Reflections on AI
FLI interview with Connor Leahy
May 6, 2023 Source
In a recent episode from the Future of Life Institute podcast, the host interviewed Connor Leahy, the CEO of a company called Conjecture. I was not familiar with Leahy before listening to this episode.
They began by discussing how with the advent of ChatGPT AI is becoming mainstream. Leahy noted that he grew up in a rural town, and that even his family members who seldom use computers have been asking about AI. Leahy said he feels that the leap from GPT-3 to GPT-4 was just as big as the leap from 2 to 3, and that he does not believe progress is slowing down or that we’re likely to hit diminishing returns any time soon.
Leahy is very concerned about AI safety and the alignment problem. I found his general attitude about AGI to be similar to that of Eliezer Yudkowsky, i.e. he seems quite confident that if society continues down its current trajectory— that is, with AI labs building increasingly powerful large language models until human-level intelligence is achieved—it will lead to humanity’s downfall. Leahy treated this as fairly obvious and claimed that when you describe AGI to everyday people, most people say, “That is obviously a bad idea; don’t build that.”
Yudkowsky has his “inscrutable matrices” as his phrase of choice (he also likes “alien actress”); Leahy has Shoggoth memes: images depicting Lovecraftian creatures with monstrous tentacled bodies, with innocent-looking smiley faces attached to them. Both men fear that AI systems that are designed like today’s so-called LLMs (by the way, Leahy does not like the name “large language model” because he feels it gives people a false sense of security based on the idea that they only operate on language) are far too opaque to be considered safe. As they become more powerful, they will become increasingly good at convincing us they are human-like (the smiley face) when on the inside they are something very different and foreign to us (the tentacled monster).
As a small example of this, Leahy referred to the known cases of image recognition systems being tricked by a single pixel change into labeling a horse as a dog, a dog as a cat, or a car as an airplane. These are not mistakes that most humans would make, and they show according to Leahy that the way these systems model the world is alien to us.
Leahy said this is to be expected when you consider how these models learn compared to how humans learn. If you took a human brain, Leahy said, removed it from all sensory input, connected it to some apparatus that only processed a two-way stream of binary data connected to an array of switches with on/off states for a million years, and then put it back in a human body, that thing would not be a human.

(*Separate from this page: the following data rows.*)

//! Integration tests for tesla-bridge-common library.

use tesla_bridge_common::{
    CanonicalReading, CanonicalValue, Location, TopicBuilder, VehicleIdentity, VehicleStatus,
    encode_json, encode_value, parse_topic,
};

#[test]
fn test_reading_topic_and_payload() {
    let vehicle = VehicleIdentity::new("5YJ3E1EA7KF000001", 1);
    let reading = CanonicalReading {
        topic_suffix: "odometer_miles".to_string(),
        value: CanonicalValue::Number(160.9),
        vehicle,
    };

    let builder = TopicBuilder::new("myteslamate/cars");
    let topic = builder.reading(reading.vehicle.car_number, &reading.topic_suffix);
    assert_eq!(topic, "myteslamate/cars/1/odometer_miles");

    let payload = encode_value(&reading.value).expect("encode failed");
    assert_eq!(payload, b"160.9");

    // Consumers can map the topic back to the car
    let parsed = parse_topic(builder.prefix(), &topic).expect("parse failed");
    assert_eq!(parsed.car_number, 1);
    assert_eq!(parsed.topic_suffix, "odometer_miles");
}

#[test]
fn test_status_topic_for_every_car() {
    let builder = TopicBuilder::default();

    for car in 1..=9u8 {
        let topic = builder.status(car);
        let parsed = parse_topic(builder.prefix(), &topic).unwrap();
        assert_eq!(parsed.car_number, car);
        assert_eq!(parsed.topic_suffix, "state");
    }
}

#[test]
fn test_location_payload_is_json() {
    let value = CanonicalValue::Location(Location {
        latitude: 37.4847,
        longitude: -122.1477,
    });

    let payload = encode_value(&value).unwrap();
    let decoded: Location = serde_json::from_slice(&payload).unwrap();
    assert_eq!(decoded.latitude, 37.4847);
    assert_eq!(decoded.longitude, -122.1477);
}

#[test]
fn test_status_json_encoding() {
    let payload = encode_json(&serde_json::json!({
        "car": 1,
        "status": VehicleStatus::Online,
    }))
    .unwrap();

    let json: serde_json::Value = serde_json::from_slice(&payload).unwrap();
    assert_eq!(json["status"], "online");
}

Now that we’re 6 paragraphs in, I should probably summarize the actual central topic of the interview, which is Leahy’s proposal for a type of system called a “CoEm”, or cognitive emulator.
As far as I can tell, the idea behind CoEms is quite similar to what Paul Christiano described in his Bankless interview as scalable oversight, which is all about ensuring that the behavior of AI systems can be understood by humans even as those systems become more intelligent than we are.
The best way I can think of to describe the idea behind a CoEm is to start by contrasting it with what it is not like. A CoEm would not be like a large language model, which is a big black box: it has impressive capabilities, but we don’t understand how it does what it does, because it doesn’t “think” the way a human thinks. In contrast, a CoEm would be built from components that adhere to certain rules and constraints that we can understand, and which correspond to our own cognitive functions. I think the idea is that a CoEm would follow a thought process that humans could follow and validate, reducing our need to fear Shoggoth-like monstrosities that merely mimic our output but think in alien ways we can’t comprehend.
I’m not totally confident that I fully grasped the nuances of the idea of CoEms. The host actually tried to describe it once or twice and Leahy didn’t seem to think that he got it. I think a metaphor that they eventually agreed on was one of a human corporation, where you can speak to any individual human employee and they can explain what they’re doing and how it relates to the corporation’s broader goals. However, if this is a good metaphor, then I find myself skeptical since I tend to think a corporation exhibits emergent behavior that may not be apparent from the individual actions of its employees; i.e. it can still end up being a black box, even if it’s seemingly composed of clear boxes.
As Leahy put it: “Once you have a black box, you’re screwed.” I have my doubts that there’s really any escaping some black boxes. After all, one could argue that human beings are themselves black boxes to one another (as philosophers have known for ages).
But we haven’t all killed each other… yet. That fact makes me hopeful that any progress we make towards making AI that is more “human-like” is likely in the right direction.